Transmissions Blog - The Antenna Groupdeveloped by The Antenna Group in collaboration with numerous cleantech clients.


Drawn from dialogue with companies in renewable energy, energy efficiency, alternative fuels, energy storage, finance, waste management and water, here are the top 10 clean tech trends to watch in 2012. “2012 is shaping up to be a critical year in the transition to a cleaner, more energy-efficient world.” The list is developed by The Antenna Group, the largest and most experienced clean technology public relations firm in the U.S., providing strategic communications for more than 40 clients in clean technology, renewable energy and sustainability.


  1. Energy efficiency goes retro – New construction has taken a massive hit over the last few years, resulting in fewer new green builds, but that hasn’t slowed retrofit demand for energy efficient devices. According to a report by McGraw-Hill Construction in 2011, 78 percent of building owners plan to retrofit existing properties with energy efficient improvements. Driven by the increased awareness in Property Assessed Clean Energy or PACE states (in which property owners can finance solar systems or energy efficiency retrofits through city loans that are paid back through property taxes over terms of 15 or 20 years), Obama’s Better Buildings Challenge and new financing models that make it simple for cities and property owners to do upgrades, expect to see energy efficiency finally claim its moment in the spotlight.

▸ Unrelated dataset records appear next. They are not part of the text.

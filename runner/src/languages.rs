//! Language registry
//!
//! Static mapping from language identifier to the executor description used to
//! build and run submitted code. New languages are added by data (TOML), not code.

use std::collections::{BTreeMap, HashMap};
use std::fs;
use std::path::Path;
use std::sync::Arc;

use anyhow::{Context, Result};
use serde::{Deserialize, Serialize};
use sha2::{Digest, Sha256};

use crate::error::Rejection;
use crate::limiter::{LimitOverrides, ResourceLimits};

/// Embedded default language table
const BUILTIN_LANGUAGES: &str =
    include_str!(concat!(env!("CARGO_MANIFEST_DIR"), "/files/languages.toml"));

/// Minimal PATH handed to sandboxed commands
pub const DEFAULT_SANDBOX_PATH: &str =
    "/usr/local/sbin:/usr/local/bin:/usr/sbin:/usr/bin:/sbin:/bin";

/// Recipe for container images of a language
#[derive(Debug, Clone, PartialEq, Eq, Serialize, Deserialize)]
pub struct ImageSpec {
    /// Base image carrying the toolchain
    pub base: String,
    /// Extra packages installed on top of the base
    #[serde(default)]
    pub packages: Vec<String>,
    /// PATH inside the image
    #[serde(default = "default_path")]
    pub path: String,
    /// Image-level environment
    #[serde(default)]
    pub env: BTreeMap<String, String>,
}

fn default_path() -> String {
    DEFAULT_SANDBOX_PATH.to_string()
}

/// Static description of how to build and run code for one language
#[derive(Debug, Clone, PartialEq, Eq, Serialize)]
pub struct LanguageSpec {
    pub id: String,
    pub aliases: Vec<String>,
    pub extension: String,
    /// Name of the staged source file (e.g., "main.cpp")
    pub source_file: String,
    /// Build command (None for interpreted languages)
    pub build_command: Option<Vec<String>>,
    pub run_command: Vec<String>,
    /// Extra environment; `{home}` and `{workdir}` expand per session
    pub env: BTreeMap<String, String>,
    pub default_limits: ResourceLimits,
    /// Administrative maxima for caller overrides
    pub max_limits: ResourceLimits,
    pub build_limits: Option<ResourceLimits>,
    /// Whether memory_mb is also applied as an address-space rlimit
    pub limit_address_space: bool,
    pub image: Option<ImageSpec>,
    #[serde(skip)]
    version: String,
}

impl LanguageSpec {
    /// Content digest of this spec; changes whenever any field changes
    pub fn version(&self) -> &str {
        &self.version
    }

    /// Short form of the version, suitable for tags and logs
    pub fn short_version(&self) -> &str {
        &self.version[..self.version.len().min(12)]
    }

    pub fn is_compiled(&self) -> bool {
        self.build_command.is_some()
    }

    /// Effective run limits for a caller's overrides
    pub fn run_limits(&self, overrides: &LimitOverrides) -> Result<ResourceLimits, Rejection> {
        self.default_limits.with_overrides(overrides, &self.max_limits)
    }

    pub fn expanded_build_command(&self) -> Option<Vec<String>> {
        self.build_command
            .as_ref()
            .map(|cmd| expand_command(cmd, &self.source_file))
    }

    pub fn expanded_run_command(&self) -> Vec<String> {
        expand_command(&self.run_command, &self.source_file)
    }

    /// Language environment with session placeholders filled in
    pub fn expanded_env(&self, home: &str, workdir: &str) -> Vec<(String, String)> {
        self.env
            .iter()
            .map(|(k, v)| {
                let value = v.replace("{home}", home).replace("{workdir}", workdir);
                (k.clone(), value)
            })
            .collect()
    }

    /// Every program named as the first word of a build or run command
    pub fn programs(&self) -> Vec<&str> {
        self.build_command
            .iter()
            .chain(std::iter::once(&self.run_command))
            .filter_map(|cmd| cmd.first().map(String::as_str))
            .collect()
    }

    fn seal(mut self) -> Result<Self> {
        let canonical = serde_json::to_vec(&self).context("Failed to serialize language spec")?;
        let digest = Sha256::digest(&canonical);
        self.version = format!("{:x}", digest);
        Ok(self)
    }
}

fn expand_command(command: &[String], source: &str) -> Vec<String> {
    command
        .iter()
        .map(|arg| arg.replace("{source}", source))
        .collect()
}

fn into_command(command: &str) -> Vec<String> {
    command.split_whitespace().map(|s| s.to_string()).collect()
}

/// Limits as written in TOML; missing fields fall back to a base
#[derive(Debug, Default, Deserialize)]
#[serde(deny_unknown_fields)]
struct RawLimits {
    wall_time_ms: Option<u64>,
    cpu_time_ms: Option<u64>,
    memory_mb: Option<u64>,
    max_processes: Option<u64>,
    max_file_size_kb: Option<u64>,
}

impl RawLimits {
    fn over(&self, base: &ResourceLimits) -> ResourceLimits {
        ResourceLimits {
            wall_time_ms: self.wall_time_ms.unwrap_or(base.wall_time_ms),
            cpu_time_ms: self.cpu_time_ms.unwrap_or(base.cpu_time_ms),
            memory_mb: self.memory_mb.unwrap_or(base.memory_mb),
            max_processes: self.max_processes.unwrap_or(base.max_processes),
            max_file_size_kb: self.max_file_size_kb.unwrap_or(base.max_file_size_kb),
        }
    }
}

/// Raw TOML configuration for a language
#[derive(Debug, Deserialize)]
#[serde(deny_unknown_fields)]
struct RawLanguageConfig {
    extension: String,
    source_file: Option<String>,
    build_command: Option<String>,
    run_command: String,
    #[serde(default)]
    aliases: Vec<String>,
    #[serde(default)]
    env: BTreeMap<String, String>,
    #[serde(default)]
    limits: RawLimits,
    max_limits: Option<RawLimits>,
    build_limits: Option<RawLimits>,
    #[serde(default = "default_true")]
    limit_address_space: bool,
    image: Option<ImageSpec>,
}

fn default_true() -> bool {
    true
}

impl RawLanguageConfig {
    fn into_spec(self, id: &str) -> Result<LanguageSpec> {
        let extension = self.extension.trim_start_matches('.').to_string();
        if extension.is_empty() {
            anyhow::bail!("Language {} has an empty extension", id);
        }

        let run_command = into_command(&self.run_command);
        if run_command.is_empty() {
            anyhow::bail!("Language {} has an empty run_command", id);
        }

        let build_command = match self.build_command.as_deref().map(into_command) {
            Some(cmd) if cmd.is_empty() => {
                anyhow::bail!("Language {} has an empty build_command", id)
            }
            other => other,
        };

        let default_limits = self.limits.over(&ResourceLimits::default());
        let max_limits = self
            .max_limits
            .as_ref()
            .map(|raw| raw.over(&default_limits))
            .unwrap_or(default_limits);
        if !default_limits.fits_within(&max_limits) {
            anyhow::bail!(
                "Language {} default limits {:?} exceed max_limits {:?}",
                id,
                default_limits,
                max_limits
            );
        }

        let build_limits = self
            .build_limits
            .as_ref()
            .map(|raw| raw.over(&ResourceLimits::build_default()));

        LanguageSpec {
            id: id.to_lowercase(),
            aliases: self.aliases.iter().map(|a| a.to_lowercase()).collect(),
            source_file: self
                .source_file
                .unwrap_or_else(|| format!("main.{}", extension)),
            extension,
            build_command,
            run_command,
            env: self.env,
            default_limits,
            max_limits,
            build_limits,
            limit_address_space: self.limit_address_space,
            image: self.image,
            version: String::new(),
        }
        .seal()
    }
}

/// Read-only registry of language specs, keyed by id and alias
#[derive(Debug, Clone, Default)]
pub struct LanguageRegistry {
    specs: HashMap<String, Arc<LanguageSpec>>,
    ids: Vec<String>,
}

impl LanguageRegistry {
    /// Registry from the embedded language table
    pub fn builtin() -> Result<Self> {
        Self::from_toml_str(BUILTIN_LANGUAGES).context("Invalid embedded language table")
    }

    /// Registry from a TOML file on disk
    pub fn from_file(path: impl AsRef<Path>) -> Result<Self> {
        let path = path.as_ref();
        let content = fs::read_to_string(path)
            .with_context(|| format!("Failed to read language table {:?}", path))?;
        Self::from_toml_str(&content)
            .with_context(|| format!("Invalid language table {:?}", path))
    }

    pub fn from_toml_str(content: &str) -> Result<Self> {
        let raw_configs: BTreeMap<String, RawLanguageConfig> = toml::from_str(content)?;

        let mut registry = Self::default();
        for (name, raw) in raw_configs {
            let spec = raw
                .into_spec(&name)
                .with_context(|| format!("Invalid configuration for language {}", name))?;
            registry.insert(spec)?;
        }

        Ok(registry)
    }

    /// Register a spec under its id and aliases; any name collision is an error
    pub fn insert(&mut self, spec: LanguageSpec) -> Result<()> {
        let spec = Arc::new(spec);
        let names = std::iter::once(&spec.id).chain(spec.aliases.iter());
        for name in names.clone() {
            if self.specs.contains_key(name) {
                anyhow::bail!("Duplicate language identifier: {}", name);
            }
        }
        for name in names {
            self.specs.insert(name.clone(), spec.clone());
        }
        self.ids.push(spec.id.clone());
        Ok(())
    }

    /// Look up a language by id or alias (case-insensitive)
    pub fn resolve(&self, identifier: &str) -> Result<Arc<LanguageSpec>, Rejection> {
        self.specs
            .get(&identifier.trim().to_lowercase())
            .cloned()
            .ok_or_else(|| Rejection::UnknownLanguage(identifier.to_string()))
    }

    /// All registered specs, one per language
    pub fn languages(&self) -> impl Iterator<Item = &Arc<LanguageSpec>> {
        self.ids.iter().filter_map(|id| self.specs.get(id))
    }

    /// Primary ids of all registered languages
    pub fn ids(&self) -> &[String] {
        &self.ids
    }

    pub fn len(&self) -> usize {
        self.ids.len()
    }

    pub fn is_empty(&self) -> bool {
        self.ids.is_empty()
    }
}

  1. Cellulosic biomass comes online; drives U.S. manufacturing jobs – Imagine being able to turn a wide variety of biomass inputs including wood, agricultural waste and non-food crops into fuels, plastics, nutraceuticals (food products that reportedly provide health and medical benefits) and pharmaceuticals. That’s the promise of bio-based materials, which are expected to replace first-generation biofuels such as bioethanol and biodiesel, as well as a wide variety of synthetic chemicals. As strategics such as BASF Corp., DuPont and Dow Chemical Co. enter the cellulosic biomass game, watch for the number of U.S.-based biorefineries to dramatically increase.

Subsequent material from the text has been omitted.